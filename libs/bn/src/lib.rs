//! # Prism Number Library
//!
//! Arbitrary-precision numbers used by the price derivation core.
//!
//! ## Types
//!
//! - [`IntNumber`]: signed arbitrary-precision integer
//! - [`FloatNumber`]: binary floating value (`mantissa * 2^exp`)
//! - [`DecFixedPointNumber`]: integer mantissa scaled by `10^prec`, precision chosen by the caller
//! - [`DecFloatPointNumber`]: decimal number whose precision follows the result of each operation
//!
//! ## Conversion Rules
//!
//! Converting a decimal value to a narrower precision truncates toward zero. The only
//! rounding conversion is binary float to decimal, which rounds half away from zero at
//! the last kept digit. All types are immutable; every operation returns a new value.
//!
//! ```rust
//! use bn::{DecFixedPointNumber, DecFloatPointNumber};
//!
//! let a = DecFixedPointNumber::parse("1.5", 18).unwrap();
//! let b = DecFixedPointNumber::parse("2", 18).unwrap();
//! assert_eq!((&a * &b).to_string(), "3");
//!
//! let x: DecFloatPointNumber = "0.1".parse().unwrap();
//! let y: DecFloatPointNumber = "0.25".parse().unwrap();
//! assert_eq!((&x + &y).to_string(), "0.35");
//! ```

/// Implements `Add`, `Sub`, `Mul` for every owned/borrowed operand combination and `Neg`
/// for owned and borrowed values, forwarding to inherent `fn(&Self, &Self) -> Self` methods.
macro_rules! impl_arith_ops {
    ($t:ty, $add:ident, $sub:ident, $mul:ident, $neg:ident) => {
        impl_arith_ops!(@binop $t, Add, add, $add);
        impl_arith_ops!(@binop $t, Sub, sub, $sub);
        impl_arith_ops!(@binop $t, Mul, mul, $mul);

        impl std::ops::Neg for $t {
            type Output = $t;
            fn neg(self) -> $t {
                <$t>::$neg(&self)
            }
        }

        impl std::ops::Neg for &$t {
            type Output = $t;
            fn neg(self) -> $t {
                <$t>::$neg(self)
            }
        }
    };
    (@binop $t:ty, $trait:ident, $method:ident, $imp:ident) => {
        impl std::ops::$trait<&$t> for &$t {
            type Output = $t;
            fn $method(self, rhs: &$t) -> $t {
                <$t>::$imp(self, rhs)
            }
        }

        impl std::ops::$trait<$t> for $t {
            type Output = $t;
            fn $method(self, rhs: $t) -> $t {
                <$t>::$imp(&self, &rhs)
            }
        }

        impl std::ops::$trait<&$t> for $t {
            type Output = $t;
            fn $method(self, rhs: &$t) -> $t {
                <$t>::$imp(&self, rhs)
            }
        }

        impl std::ops::$trait<$t> for &$t {
            type Output = $t;
            fn $method(self, rhs: $t) -> $t {
                <$t>::$imp(self, &rhs)
            }
        }
    };
}

/// Implements `Serialize`/`Deserialize` through the canonical decimal string.
macro_rules! impl_string_serde {
    ($t:ty, $expecting:expr) => {
        impl serde::Serialize for $t {
            fn serialize<S: serde::Serializer>(&self, serializer: S) -> std::result::Result<S::Ok, S::Error> {
                serializer.collect_str(self)
            }
        }

        impl<'de> serde::Deserialize<'de> for $t {
            fn deserialize<D: serde::Deserializer<'de>>(deserializer: D) -> std::result::Result<Self, D::Error> {
                struct NumberVisitor;

                impl<'de> serde::de::Visitor<'de> for NumberVisitor {
                    type Value = $t;

                    fn expecting(&self, f: &mut std::fmt::Formatter) -> std::fmt::Result {
                        f.write_str($expecting)
                    }

                    fn visit_str<E: serde::de::Error>(self, v: &str) -> std::result::Result<$t, E> {
                        v.parse::<$t>().map_err(E::custom)
                    }

                    fn visit_i64<E: serde::de::Error>(self, v: i64) -> std::result::Result<$t, E> {
                        v.to_string().parse::<$t>().map_err(E::custom)
                    }

                    fn visit_u64<E: serde::de::Error>(self, v: u64) -> std::result::Result<$t, E> {
                        v.to_string().parse::<$t>().map_err(E::custom)
                    }

                    fn visit_f64<E: serde::de::Error>(self, v: f64) -> std::result::Result<$t, E> {
                        if !v.is_finite() {
                            return Err(E::custom(crate::NumberError::NotFinite));
                        }
                        v.to_string().parse::<$t>().map_err(E::custom)
                    }
                }

                deserializer.deserialize_any(NumberVisitor)
            }
        }
    };
}

pub mod dec_fixed;
pub mod dec_float;
pub mod error;
pub mod float;
pub mod int;
pub mod marshal;
pub mod precision;

mod parse;

pub use dec_fixed::DecFixedPointNumber;
pub use dec_float::DecFloatPointNumber;
pub use error::{NumberError, Result};
pub use float::FloatNumber;
pub use int::IntNumber;
pub use precision::{working_precision, Operation, MAX_PRECISION};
....
* What the task asks *
Return exactly the leading lines of the listing, stopping after the line in which "binary floating value" occurs.

* Answer below *
filename libs/bn/src/lib.rs
//! # Prism Number Library
//!
//! Arbitrary-precision numbers used by the price derivation core.
//!
//! ## Types
//!
//! - [`IntNumber`]: signed arbitrary-precision integer
//! - [`FloatNumber`]: binary floating value (`mantissa * 2^exp`)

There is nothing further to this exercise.